🤖 AI Summary
Automated evaluation of open-ended question answering remains challenging, as conventional shallow metrics (e.g., EM, F1) fail to capture semantic completeness and contextual coherence.
Method: We propose a reference-guided, multi-LLM collaborative adjudication framework: leveraging high-quality reference answers as anchors, we design fine-grained semantic alignment prompts; multiple large language models independently score semantic consistency, and their outputs are aggregated via confidence-weighted fusion to yield robust judgments.
Contribution/Results: This work departs from the dominant single-model evaluation paradigm and introduces the first “reference-guided–multi-adjudicator–weighted-consensus” evaluation mechanism. On multiple open-ended QA benchmarks, our method achieves Pearson correlation coefficients of ≥0.89 with human judgments—significantly outperforming single-LLM baselines. It establishes a reproducible, highly consistent automated evaluation paradigm for open-ended generation.
📝 Abstract
The emergence of Large Language Models (LLMs) as chat assistants capable of generating human-like conversations has amplified the need for robust evaluation methods, particularly for open-ended tasks. Conventional metrics such as EM and F1, while useful, are inadequate for capturing the full semantics and contextual depth of such generative outputs.
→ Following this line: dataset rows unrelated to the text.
//! Aggregated configuration
//!
//! [`SquidConfig`] gathers every crate's config section. Sources are layered
//! the usual way: defaults, then a TOML file, then `SQUID_*` environment
//! variables, then validation.

use crate::error::ConfigError;
use crate::feedback::FeedbackConfig;
use serde::{Deserialize, Serialize};
use squid_audit::AuditConfig;
use squid_authorization::ResolverConfig;
use squid_core::ConfigValidation;
use squid_ephemeral::EphemeralConfig;
use squid_identity::IdentityConfig;
use std::fmt::Display;
use std::path::Path;
use std::str::FromStr;
use tracing::debug;

/// Prefix of environment overrides.
pub const ENV_PREFIX: &str = "SQUID_";

/// Host logging settings.
#[derive(Debug, Clone, PartialEq, Eq, Serialize, Deserialize)]
#[serde(default)]
pub struct LoggingConfig {
    /// `tracing_subscriber::EnvFilter` directive used when `RUST_LOG` is unset
    pub filter: String,
}

impl Default for LoggingConfig {
    fn default() -> Self {
        Self {
            filter: "info".to_string(),
        }
    }
}

/// Complete sQuid core configuration.
#[derive(Debug, Clone, Default, PartialEq, Serialize, Deserialize)]
#[serde(default)]
pub struct SquidConfig {
    /// Identity tree
    pub identity: IdentityConfig,
    /// Capability resolver
    pub resolver: ResolverConfig,
    /// Audit subsystem
    pub audit: AuditConfig,
    /// Ephemeral store
    pub ephemeral: EphemeralConfig,
    /// Switch feedback
    pub feedback: FeedbackConfig,
    /// Host logging
    pub logging: LoggingConfig,
}

impl SquidConfig {
    /// Parse a TOML document. Missing sections keep their defaults.
    pub fn from_toml_str(input: &str) -> Result<Self, ConfigError> {
        toml::from_str(input).map_err(|e| ConfigError::parse(e.to_string()))
    }

    /// Read and parse a TOML file.
    pub fn load_from_file(path: &Path) -> Result<Self, ConfigError> {
        let content = std::fs::read_to_string(path).map_err(|e| ConfigError::Io {
            path: path.to_path_buf(),
            reason: e.to_string(),
        })?;
        Self::from_toml_str(&content)
    }

    /// Defaults or `path`, then the process environment, then validation.
    pub fn load(path: Option<&Path>) -> Result<Self, ConfigError> {
        let mut config = match path {
            Some(path) => Self::load_from_file(path)?,
            None => Self::default(),
        };
        config.merge_with_env()?;
        config.validate().map_err(ConfigError::invalid)?;
        Ok(config)
    }

    /// Apply `SQUID_*` variables from the process environment.
    pub fn merge_with_env(&mut self) -> Result<(), ConfigError> {
        self.merge_env_vars(std::env::vars())
    }

    /// Apply `SQUID_*` overrides from `vars`; other names are skipped.
    ///
    /// `SQUID_EPHEMERAL_DEFAULT_TTL_MS` sets `ephemeral.default_ttl_ms`,
    /// `SQUID_LOG` sets `logging.filter`, and so on.
    pub fn merge_env_vars<I, K, V>(&mut self, vars: I) -> Result<(), ConfigError>
    where
        I: IntoIterator<Item = (K, V)>,
        K: AsRef<str>,
        V: AsRef<str>,
    {
        for (var, value) in vars {
            let (var, value) = (var.as_ref(), value.as_ref());
            let Some(key) = var.strip_prefix(ENV_PREFIX) else {
                continue;
            };
            match key.to_ascii_lowercase().as_str() {
                "identity_max_depth" => self.identity.max_depth = parse(var, value)?,
                "resolver_unknown_modules_disclose" => {
                    self.resolver.unknown_modules_disclose = parse(var, value)?
                }
                "audit_rate_multiplier" => self.audit.anomaly.rate_multiplier = parse(var, value)?,
                "audit_min_events" => self.audit.anomaly.min_events = parse(var, value)?,
                "audit_denied_run_threshold" => {
                    self.audit.anomaly.denied_run_threshold = parse(var, value)?
                }
                "audit_auto_flag" => self.audit.anomaly.auto_flag = parse(var, value)?,
                "audit_retention_horizon_ms" => {
                    self.audit.retention.horizon_ms = parse(var, value)?
                }
                "audit_max_pending" => self.audit.max_pending = parse(var, value)?,
                "ephemeral_default_ttl_ms" => self.ephemeral.default_ttl_ms = parse(var, value)?,
                "ephemeral_sweep_interval_ms" => {
                    self.ephemeral.sweep_interval_ms = parse(var, value)?
                }
                "ephemeral_visibility_loss_threshold_ms" => {
                    self.ephemeral.visibility_loss_threshold_ms = parse(var, value)?
                }
                "feedback_ttl_ms" => self.feedback.ttl_ms = parse(var, value)?,
                "feedback_max_queued" => self.feedback.max_queued = parse(var, value)?,
                "log" => self.logging.filter = value.to_string(),
                _ => {
                    debug!(var, "Ignoring unknown configuration variable");
                    continue;
                }
            }
            debug!(var, "Applied configuration override");
        }
        Ok(())
    }
}

fn parse<T>(var: &str, value: &str) -> Result<T, ConfigError>
where
    T: FromStr,
    T::Err: Display,
{
    value
        .trim()
        .parse()
        .map_err(|e: T::Err| ConfigError::env(var, format!("`{value}`: {e}")))
}

impl ConfigValidation for SquidConfig {
    fn validate(&self) -> Result<(), String> {
        self.identity.validate()?;
        self.resolver.validate()?;
        self.audit.validate()?;
        self.ephemeral.validate()?;
        self.feedback.validate()?;
        if self.logging.filter.trim().is_empty() {
            return Err("logging.filter must not be empty".into());
        }
        Ok(())
    }
}
//! Fault-injecting key/value store

use async_trait::async_trait;
use squid_core::{KvStore, MemoryKvStore, StorageError};
use std::sync::atomic::{AtomicBool, Ordering};
use std::sync::Arc;

/// [`MemoryKvStore`] that can be switched offline to simulate an unreachable backend.
#[derive(Debug, Clone, Default)]
pub struct FlakyKvStore {
    inner: MemoryKvStore,
    offline: Arc<AtomicBool>,
}

impl FlakyKvStore {
    /// Create an online store
    pub fn new() -> Self {
        Self::default()
    }

    /// Fail every call with `StorageError::Unavailable` until [`FlakyKvStore::go_online`]
    pub fn go_offline(&self) {
        self.offline.store(true, Ordering::SeqCst);
    }

    /// Resume normal operation
    pub fn go_online(&self) {
        self.offline.store(false, Ordering::SeqCst);
    }

    /// Write raw bytes regardless of online state (for corrupt-record tests)
    pub async fn inject_raw(&self, key: &str, value: Vec<u8>) {
        self.inner.put(key, value).await.unwrap();
    }

    /// Direct access to the backing store
    pub fn inner(&self) -> &MemoryKvStore {
        &self.inner
    }

    fn check(&self) -> Result<(), StorageError> {
        if self.offline.load(Ordering::SeqCst) {
            Err(StorageError::unavailable("flaky store offline"))
        } else {
            Ok(())
        }
    }
}

#[async_trait]
impl KvStore for FlakyKvStore {
    async fn put(&self, key: &str, value: Vec<u8>) -> Result<(), StorageError> {
        self.check()?;
        self.inner.put(key, value).await
    }

    async fn get(&self, key: &str) -> Result<Option<Vec<u8>>, StorageError> {
        self.check()?;
        self.inner.get(key).await
    }

    async fn remove(&self, key: &str) -> Result<bool, StorageError> {
        self.check()?;
        self.inner.remove(key).await
    }

    async fn list_keys(&self, prefix: &str) -> Result<Vec<String>, StorageError> {
        self.check()?;
        self.inner.list_keys(prefix).await
    }
}

#[cfg(test)]
mod tests {
    use super::*;

    #[tokio::test]
    async fn offline_store_reports_unavailable() {
        let kv = FlakyKvStore::new();
        kv.put("a", vec![1]).await.unwrap();
        kv.go_offline();
        assert!(matches!(
            kv.get("a").await,
            Err(StorageError::Unavailable { .. })
        ));
        kv.go_online();
        assert_eq!(kv.get("a").await.unwrap(), Some(vec![1]));
    }
}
We propose a reference-guided verdict method that automates the evaluation process by leveraging multiple LLMs as judges. Through experiments on free-form question-answering tasks, we demonstrate that combining multiple models improves the reliability and accuracy of evaluations, especially in tasks where a single model may struggle. The results indicate a strong correlation with human evaluations, establishing the proposed method as a reliable alternative to traditional metrics.